Community Environment Days
Do your part to create a cleaner, greener and more liveable Toronto. Bring your unwanted household items to a Community Environment Day to:
- Extend the life of a product by making it available for reuse
- Ensure that items are properly disposed of or recycled
- Reduce the amount of waste going to landfill
- Ensure that hazardous waste materials are disposed of safely
- Learn about current waste diversion
Pick up for free
- Compost (limit of one cubic metre per household)
- Kitchen Container ($5 each)
Drop off for recycling or proper disposal
Donate items to local schools for reuse
- Yarn, knitting needles, sewing notions, buttons and keys
- Children’s books, musical instruments
- CD’s, CD cases, 35 mm cameras
- Costume jewellery including broken, old watches
- Arts and crafts supplies: pencils, crayons, markers
- Corks, cork boards, clipboards
- Dress up clothing: costumes, prom dresses, uniforms
Donate items for reuse
Please keep these separate from other items.
- Sporting goods (e.g., skates, hockey equipment, bikes, rackets, etc.)
- Books (excluding school/university curriculum books)
- Eyeglasses, walking aids, hearing aids, etc.
- Small household items (e.g., dishes, ornaments, kitchen utensils, artistic drawings, games, etc.)
- Textiles in good condition (e.g. clothing, linens, etc.)
- Non-perishable foods will be donated to a food bank
Note: You can recycle plastic shopping bag, foam polystyrene, empty paint and aerosol cans in your blue recycling bin.
Please do not bring construction waste, air conditioners, garbage, wood, cassette and videotapes, commercial/ industrial hazardous waste and scrap metal.
Community Environment Day events have concluded for 2018. Next year’s events will begin April 2019.
Resident are invited to pick up free compost at all Community Environment Day events. The compost was created from the yard waste and organic materials collected at the curb, throughout the City of Toronto.
The majority of the finished compost comes from the yard waste program, while five to ten per cent may come from the Green Bin program. Various Ontario processors receive both of these materials and blend them with organic materials of different types and sources, producing optimum conditions for composting. Before leaving the facilities, the compost is tested to ensure quality and provincial requirements for safety.

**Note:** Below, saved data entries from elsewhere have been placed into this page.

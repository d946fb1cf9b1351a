//! Scriptable in-memory `CloudProvider` for provisioner tests.

use std::collections::BTreeMap;

use async_trait::async_trait;
use parking_lot::Mutex;

use crate::error::{CloudError, Result};
use crate::provider::{
    CloudProvider, Instance, InstanceRequest, InstanceSize, InstanceStatus, Region,
};

#[derive(Debug, Clone)]
struct MockInstance {
    name: String,
    status: InstanceStatus,
    public_ip: Option<String>,
    /// `get_instance` calls remaining before the instance reports running.
    polls_until_ready: u32,
}

#[derive(Debug, Default)]
struct Inner {
    next_id: u64,
    instances: BTreeMap<String, MockInstance>,
    keys: BTreeMap<String, String>,
    /// IP handed to instances once they become ready.
    ready_ip: Option<String>,
    polls_until_ready: u32,
    fail_create: bool,
    created: u32,
    destroyed: u32,
}

/// Mock provider: instances become `Running` with the configured IP after a
/// configurable number of status polls, mirroring real boot latency.
#[derive(Debug, Default)]
pub struct MockCloudProvider {
    inner: Mutex<Inner>,
}

impl MockCloudProvider {
    pub fn new() -> Self {
        let provider = Self::default();
        provider.inner.lock().ready_ip = Some("203.0.113.50".to_string());
        provider
    }

    pub fn set_ready_ip(&self, ip: &str) {
        self.inner.lock().ready_ip = Some(ip.to_string());
    }

    /// Instances answer `Provisioning` for this many polls before running.
    pub fn set_polls_until_ready(&self, polls: u32) {
        self.inner.lock().polls_until_ready = polls;
    }

    pub fn set_fail_create(&self, fail: bool) {
        self.inner.lock().fail_create = fail;
    }

    /// Pre-seed an instance, as if created before a process restart.
    pub fn seed_instance(&self, id: &str, status: InstanceStatus, public_ip: Option<&str>) {
        self.inner.lock().instances.insert(
            id.to_string(),
            MockInstance {
                name: format!("seeded-{id}"),
                status,
                public_ip: public_ip.map(ToString::to_string),
                polls_until_ready: 0,
            },
        );
    }

    pub fn created_count(&self) -> u32 {
        self.inner.lock().created
    }

    pub fn destroyed_count(&self) -> u32 {
        self.inner.lock().destroyed
    }

    pub fn registered_keys(&self) -> Vec<String> {
        self.inner.lock().keys.keys().cloned().collect()
    }
}

#[async_trait]
impl CloudProvider for MockCloudProvider {
    fn kind(&self) -> &'static str {
        "mock"
    }

    async fn list_regions(&self) -> Result<Vec<Region>> {
        Ok(vec![Region {
            slug: "tst1".to_string(),
            name: "Testing 1".to_string(),
            available: true,
        }])
    }

    async fn list_sizes(&self, _region: &str) -> Result<Vec<InstanceSize>> {
        Ok(vec![InstanceSize {
            slug: "t-2vcpu-4gb".to_string(),
            vcpus: 2,
            memory_mb: 4096,
            disk_gb: 80,
            price_monthly_cents: Some(2400),
        }])
    }

    async fn create_ssh_key(&self, name: &str, public_key: &str) -> Result<String> {
        let mut inner = self.inner.lock();
        inner.next_id += 1;
        let id = format!("key-{}", inner.next_id);
        inner.keys.insert(id.clone(), format!("{name}:{public_key}"));
        Ok(id)
    }

    async fn delete_ssh_key(&self, id: &str) -> Result<()> {
        self.inner.lock().keys.remove(id);
        Ok(())
    }

    async fn create_instance(&self, request: &InstanceRequest) -> Result<Instance> {
        let mut inner = self.inner.lock();
        if inner.fail_create {
            return Err(CloudError::Api {
                status: 500,
                message: "mock create failure".to_string(),
            });
        }
        inner.next_id += 1;
        inner.created += 1;
        let id = format!("instance-{}", inner.next_id);
        let polls = inner.polls_until_ready;
        let public_ip = (polls == 0).then(|| inner.ready_ip.clone()).flatten();
        inner.instances.insert(
            id.clone(),
            MockInstance {
                name: request.name.clone(),
                status: if polls == 0 {
                    InstanceStatus::Running
                } else {
                    InstanceStatus::Provisioning
                },
                public_ip,
                polls_until_ready: polls,
            },
        );
        Ok(Instance {
            id,
            status: InstanceStatus::Provisioning,
            public_ip: None,
        })
    }

    async fn get_instance(&self, id: &str) -> Result<Instance> {
        let mut inner = self.inner.lock();
        let ready_ip = inner.ready_ip.clone();
        let instance = inner
            .instances
            .get_mut(id)
            .ok_or_else(|| CloudError::NotFound {
                entity: "instance",
                id: id.to_string(),
            })?;
        if instance.status == InstanceStatus::Provisioning {
            if instance.polls_until_ready > 0 {
                instance.polls_until_ready -= 1;
            }
            if instance.polls_until_ready == 0 {
                instance.status = InstanceStatus::Running;
                instance.public_ip = ready_ip;
            }
        }
        Ok(Instance {
            id: id.to_string(),
            status: instance.status,
            public_ip: instance.public_ip.clone(),
        })
    }

    async fn destroy_instance(&self, id: &str) -> Result<()> {
        let mut inner = self.inner.lock();
        if inner.instances.remove(id).is_some() {
            inner.destroyed += 1;
        }
        // Absent instances destroy successfully; destruction is idempotent.
        Ok(())
    }
}
use chrono::{DateTime, Utc};
use serde::{Deserialize, Serialize};

/// Cloud API credentials for one provider, sealed by the vault. The payload
/// shape is provider-specific JSON; the store never looks inside.
#[derive(Debug, Clone, PartialEq, Serialize, Deserialize)]
pub struct CloudCredential {
    pub id: i64,
    pub reference_id: String,
    pub creator_id: i64,
    /// Provider kind, e.g. `"digitalocean"`.
    pub provider: String,
    pub name: String,
    /// Vault ciphertext of the provider-specific JSON payload.
    #[serde(with = "super::key::serde_bytes_base64")]
    pub encrypted_payload: Vec<u8>,
    pub default_region: String,
    pub created_at: DateTime<Utc>,
}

The compost acts as an excellent soil amendment and is safe to use in gardens and on lawns; however, plants should not be placed in pure compost just as they should not be placed pure fertilizer. One part compost should be mixed with six parts soil.
Compost is the product of a controlled, safe and efficient process. The process uses naturally occurring micro-organisms to convert materials that were once considered waste, into an excellent source of plant nutrients for gardens and lawns. Compost also improves the structure and water holding properties of soil.
For more information, read the What Happens to Organics page.
Torontonians are more actively involved in dealing with current environmental challenges and are bringing more of their “stuff” to Community Environment Day events for re-using, recycling or safe disposal.
|2013||155,490 kg of electronics
303,945 kg of HHW (household hazardous waste)
108,652 kg of non-Blue box material diverted
|2014||167,661 kg of electronics
310,845 kg HHW (household hazardous waste)
68,792 kg of reusable household goods
7,468 kg of arts & crafts supplies
|2015||111,185 kg of electronics
340,400 kg HHW (household hazardous waste)
56,470 kg of reusable household goods
13,535 kg of arts & crafts supplies
|2016||125,200 kg of electronics
320,390 kg HHW (household hazardous waste)
57,350 kg of reusable household goods
7,830 kg of arts & crafts supplies
123 kg of food donated
|2017||99,370 kg of electronics
290,260 kg HHW (household hazardous waste)
48,790 kg of reusable household goods
9,840 kg of arts & crafts supplies
105 kg of food donated
Non-Blue box materials include donations for reuse or recycling through community organizations and TDSB schools. Prior to 2009, the total non-Blue box amount listed here also included plastic shopping bags and polystyrene, which have since been included in the Blue Bin program.